One of the most important tools that Wikipedia employs to keep the wiki protected from vandalism is autonomous agents. Autonomous agents are intelligent agents that act according to guidelines given by an owner but without direct interference from the owner. Wikipedia employs autonomous agents by using bots to edit, review, and detect possible vandalism. One of the bots Wikipedia employs is ClueBotNG. By using predefined instructions, the bot looks for inappropriate language, tries to maintain proper style and formatting, and other behind the scenes type of work. There are hundreds of bots employed by Wikipedia, and although they have a high success rate for correcting errors, they sometimes flag false positives which can cause an issue if not reviewed by human editors quickly.
User moderation is the practice of allowing a user to moderate any other user's contributions. This feature is heavily utilized in platforms such as Reddit and Wikipedia, where content on the platform relies upon (semi-)anonymous participation.

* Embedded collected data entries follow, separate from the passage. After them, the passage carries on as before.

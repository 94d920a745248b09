//! Shared test harness for integration tests.

use std::sync::Arc;

use vigil_audit::{AuditParams, AuditResult, Auditor};
use vigil_core::{ChainLinks, GroupId, MerkleClient, Seqno};
use vigil_storage::{KvStore, MemoryKvStore};
use vigil_sync::CancellationToken;
use vigil_test::{FlakyKvStore, MockMerkleClient, fixtures};

/// Log positions between consecutive chain links.
#[allow(dead_code)]
pub const LINK_SPACING: u64 = 10;

/// An auditor wired to a mock log and a fault-injecting in-memory store.
///
/// Link `k` of every group's chain is published at log position
/// `LINK_SPACING * k`.
#[allow(dead_code)]
pub struct AuditHarness {
    /// The auditor under test.
    pub auditor: Arc<Auditor>,
    /// The mock log client.
    pub client: Arc<MockMerkleClient>,
    /// The store behind the auditor's durable tier.
    pub store: Arc<FlakyKvStore>,
    /// The raw store, for building a second auditor over the same data.
    pub backing: Arc<MemoryKvStore>,
    /// Token passed to every call.
    pub cancel: CancellationToken,
}

#[allow(dead_code)]
impl AuditHarness {
    /// A harness with default parameters, a log at `fresh` and `links`
    /// published chain links.
    pub fn new(fresh: u64, links: u64) -> Self {
        Self::with_params(fresh, links, AuditParams::default())
    }

    /// A harness with custom parameters.
    pub fn with_params(fresh: u64, links: u64, params: AuditParams) -> Self {
        Self::with_client(
            MockMerkleClient::new(fixtures::root(fresh)).with_first_usable(Seqno(1)),
            links,
            params,
        )
    }

    /// A harness around a preconfigured client.
    pub fn with_client(client: MockMerkleClient, links: u64, params: AuditParams) -> Self {
        fixtures::init_test_logging();
        let client = Arc::new(client);
        let backing = Arc::new(MemoryKvStore::new());
        let store = Arc::new(FlakyKvStore::new(
            Arc::clone(&backing) as Arc<dyn KvStore>
        ));
        let auditor = Auditor::new(
            Arc::clone(&client) as Arc<dyn MerkleClient>,
            Arc::clone(&store) as Arc<dyn KvStore>,
            params,
        )
        .expect("failed to build auditor");

        let harness = Self {
            auditor: Arc::new(auditor),
            client,
            store,
            backing,
            cancel: CancellationToken::new(),
        };
        harness.publish(1, links);
        harness
    }

    /// Publish links `from..=to` at their log positions.
    pub fn publish(&self, from: u64, to: u64) {
        for k in from..=to {
            let position = Seqno(LINK_SPACING.saturating_mul(k));
            self.client.add_leaf(position, Seqno(k), fixtures::link_id(k));
        }
    }

    /// Audit `group` as a caller that loaded it at log root `head` with a
    /// chain of `links` links.
    pub async fn audit(&self, group: &GroupId, head: u64, links: u64) -> AuditResult<()> {
        audit_with(&self.auditor, &self.cancel, group, head, links).await
    }
}

/// Run one audit against `auditor` with a linear chain of `links` links.
#[allow(dead_code)]
pub async fn audit_with(
    auditor: &Auditor,
    cancel: &CancellationToken,
    group: &GroupId,
    head: u64,
    links: u64,
) -> AuditResult<()> {
    let chain: ChainLinks = fixtures::linear_chain(links);
    auditor
        .audit_group(
            cancel,
            group,
            group.is_public(),
            &fixtures::root(head),
            &chain,
            Seqno(links),
        )
        .await
}
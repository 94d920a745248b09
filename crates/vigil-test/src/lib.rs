//! Vigil Test - shared test utilities for the audit engine.
//!
//! This crate provides mock collaborators and fixtures used across the
//! vigil crates as a dev-dependency.
//!
//! # Usage
//!
//! ```rust,ignore
//! use vigil_test::{MockMerkleClient, fixtures};
//! use vigil_core::Seqno;
//!
//! let client = MockMerkleClient::new(fixtures::root(1200))
//!     .with_first_usable(Seqno(1));
//! client.add_leaf(Seqno(40), Seqno(1), fixtures::link_id(1));
//! ```

#![deny(unsafe_code)]
#![warn(missing_docs)]
#![deny(clippy::all)]
#![warn(unreachable_pub)]

pub mod fixtures;
pub mod mocks;

pub use mocks::*;
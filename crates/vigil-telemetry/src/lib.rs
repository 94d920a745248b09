//! Vigil Telemetry - logging setup for processes embedding the auditor.
//!
//! The audit crates only emit `tracing` events and spans; this crate turns
//! them into output. Every audit pass runs inside an `audit` span carrying
//! the group id, so a `json` subscriber yields one correlated record stream
//! per group.
//!
//! # Example
//!
//! ```rust,no_run
//! use vigil_telemetry::{LogConfig, LogFormat, setup_logging};
//!
//! # fn main() -> Result<(), vigil_telemetry::TelemetryError> {
//! let config = LogConfig::new("info")
//!     .with_format(LogFormat::Json)
//!     .with_directive("vigil_audit=debug");
//! setup_logging(&config)?;
//! tracing::info!("auditor starting");
//! # Ok(())
//! # }
//! ```
//!
//! With the **`config`** feature, [`LogConfig`] converts from
//! `vigil_config::LoggingSection`.

#![deny(unsafe_code)]
#![warn(missing_docs)]
#![deny(clippy::all)]
#![warn(unreachable_pub)]

pub mod prelude;

mod error;
mod logging;

pub use error::{TelemetryError, TelemetryResult};
pub use logging::{
    FileRotation, LogConfig, LogFormat, LogTarget, setup_default_logging, setup_logging,
};
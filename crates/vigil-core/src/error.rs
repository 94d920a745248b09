//! Core error types.

use thiserror::Error;

/// Errors raised while parsing or constructing core values.
#[derive(Debug, Error)]
pub enum CoreError {
    /// A group identifier failed to parse.
    #[error("invalid group id {value:?}: {reason}")]
    InvalidGroupId {
        /// The rejected input.
        value: String,
        /// Why it was rejected.
        reason: String,
    },

    /// A digest (link id or root hash) failed to parse.
    #[error("invalid digest: {0}")]
    InvalidDigest(String),
}

/// Result type for core operations.
pub type CoreResult<T> = Result<T, CoreError>;

/// Errors reported by a [`MerkleClient`](crate::MerkleClient).
///
/// The auditor surfaces these to its caller unchanged.
#[derive(Debug, Clone, Error)]
pub enum MerkleError {
    /// The log service could not be reached or refused the request.
    #[error("log service unavailable: {0}")]
    Unavailable(String),

    /// No root satisfying the freshness bound could be obtained.
    #[error("no root fresher than {max_age_secs}s is available")]
    Stale {
        /// The requested maximum age, in seconds.
        max_age_secs: u64,
    },

    /// A proof returned by the log did not verify.
    #[error("proof verification failed: {0}")]
    Verification(String),
}

/// Result type for merkle client operations.
pub type MerkleResult<T> = Result<T, MerkleError>;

Moderation is usually implemented hand-in-hand with a system of measuring and recording a user's influence or prestige. On Reddit, this can be quantified as "karma", points rewarded in return for quality content by other users. Users with more clout are generally seen as more trustworthy and worthy for consideration of moderation abilities. Depending on the platform, there are either a select few users with the ability to moderate or the power is given democratically to all users.
Rules and Policies
In efforts to sustain the open edit policy, Wikipedia maintains a number of rules, policies, and guidelines to help maintain a smooth running of the website. Some of the most fundamental policies include formatting and content rules for all articles. These include length and styling rules along with what should be covered in each of the articles created. One of the major rules on Wikipedia is the transparent change history. By having all changes be documented by users, it's easy to identify where the vandalism is originating from so that appropriate action can be taken. . Additionally, there is a hierarchy on Wikipedia that allows for more control for involved and trusted users. Users can be promoted to a higher status on the wiki based on previous contributions and involvement, but also can be demoted if a consensus is met that a user is not fulfilling their duty in their respective role. This "checks and balances" approach allows appropriate users to gain more control but also allows the general user the ability to have influence as well.
John Seigenthaler, Sr.
John Seigenthaler, Sr. was a prominent writer and political figure in the United States who served as the editorial director of USA Today from 1982 to 1991. In 2005, an anonymous user vandalized Seigenthaler's Wikipedia page with false information about Seigenthaler being a suspect in the Kennedy assassinations. This vandalism went unnoticed for four months and lead to Seigenthaler filing a lawsuit for defamation against Wikipedia . This case of vandalism was a shocking insight into how incorrect information can stay up for large periods of time if it is not occurring on popular pages. Although Seigenthaler declined to pursue a lawsuit against the anonymous user who vandalized his page, the result of this incident was increased policies in regards to biographies and a more intense editorial process for articles including reference requirements.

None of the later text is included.